The mural that Frost rescued, with its scenes of Mexican village life, is now located near El Tropicano hotel but is easy to miss: It's not large and it doesn't really call attention to itself. But San Antonio has done such an excellent job of resuscitating its history that this stunning work of art-which in another city might be preserved in a museum-is out in the sun, an active, cosmopolitan part of urban life. "San Antonio is always reinterpreting its past," says historian Jesús F. de la Teja, who's been writing about the city for 30 years. "In the process, it's turned into one of those distinctive American cities like New Orleans or Santa Fe. It continually sharpens its image."

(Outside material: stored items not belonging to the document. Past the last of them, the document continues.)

// src/application/commands/users.rs
use crate::{
    application::{
        dto::{AuthTokenDto, TokenSubject, UserDto},
        error::{ApplicationError, ApplicationResult},
        ports::{
            security::{PasswordHasher, TokenManager},
            time::Clock,
        },
    },
    domain::user::{NewUser, PasswordHash, Role, User, UserRepository, Username},
};
use std::sync::Arc;

pub struct RegisterUserCommand {
    pub username: String,
    pub password: String,
}

pub struct LoginUserCommand {
    pub username: String,
    pub password: String,
}

#[derive(Debug)]
pub struct LoginResult {
    pub token: AuthTokenDto,
    pub user: UserDto,
}

pub struct RefreshTokenCommand {
    pub refresh_token: String,
}

const MIN_PASSWORD_LENGTH: usize = 8;

pub struct UserCommandService {
    user_repo: Arc<dyn UserRepository>,
    password_hasher: Arc<dyn PasswordHasher>,
    token_manager: Arc<dyn TokenManager>,
    clock: Arc<dyn Clock>,
}

impl UserCommandService {
    pub fn new(
        user_repo: Arc<dyn UserRepository>,
        password_hasher: Arc<dyn PasswordHasher>,
        token_manager: Arc<dyn TokenManager>,
        clock: Arc<dyn Clock>,
    ) -> Self {
        Self {
            user_repo,
            password_hasher,
            token_manager,
            clock,
        }
    }

    /// The very first account bootstraps the instance and becomes admin;
    /// every later registration is an author.
    pub async fn register(&self, command: RegisterUserCommand) -> ApplicationResult<UserDto> {
        let username = Username::new(command.username)?;
        validate_password(&command.password)?;

        if self
            .user_repo
            .find_by_username(&username)
            .await?
            .is_some()
        {
            return Err(ApplicationError::conflict("username already exists"));
        }

        let role = if self.user_repo.count().await? == 0 {
            Role::Admin
        } else {
            Role::Author
        };

        let hash = self.password_hasher.hash(&command.password).await?;
        let password_hash = PasswordHash::new(hash)?;

        let user = self
            .user_repo
            .insert(NewUser::new(username, password_hash, role, self.clock.now()))
            .await?;

        Ok(user.into())
    }

    pub async fn login(&self, command: LoginUserCommand) -> ApplicationResult<LoginResult> {
        let username = Username::new(command.username)?;
        let user = self
            .find_and_authenticate_user(username, &command.password)
            .await?;

        let token = self
            .token_manager
            .issue(TokenSubject {
                user_id: user.id,
                username: user.username.to_string(),
                role: user.role,
            })
            .await?;

        Ok(LoginResult {
            token,
            user: user.into(),
        })
    }

    pub async fn refresh(&self, command: RefreshTokenCommand) -> ApplicationResult<AuthTokenDto> {
        self.token_manager.refresh(&command.refresh_token).await
    }

    async fn find_and_authenticate_user(
        &self,
        username: Username,
        password: &str,
    ) -> ApplicationResult<User> {
        let user = self
            .user_repo
            .find_by_username(&username)
            .await?
            .ok_or_else(|| ApplicationError::unauthorized("invalid credentials"))?;

        self.password_hasher
            .verify(password, user.password_hash.as_str())
            .await?;

        if !user.is_active {
            return Err(ApplicationError::unauthorized("account is disabled"));
        }

        Ok(user)
    }
}

fn validate_password(password: &str) -> ApplicationResult<()> {
    if password.len() < MIN_PASSWORD_LENGTH {
        return Err(ApplicationError::validation(format!(
            "password must be at least {MIN_PASSWORD_LENGTH} characters long"
        )));
    }
    Ok(())
}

Jay Fielden, the editor in chief of Town & Country magazine, grew up in San Antonio in the 1970s and '80s, and now marvels at the fact that it has become the seventh-largest city in the U.S. "It was big back then," he says, "but it seems particularly gigantic to me now. No matter how vast the surrounding area is, though, the heart of the city-the part that is surprising to most people who have a sense of Texas as being flat and arid and full of women with helmet hair and guys with big cowboy hats-really is something quite different from anything else in Texas. This city was founded hundreds of years ago, and you feel that with the missions and the old neighborhoods like the King William district and Alamo Heights, with their beautifully grown-over streets of live oaks. That's the magical, transporting part of San Antonio, and I think that's very much intact."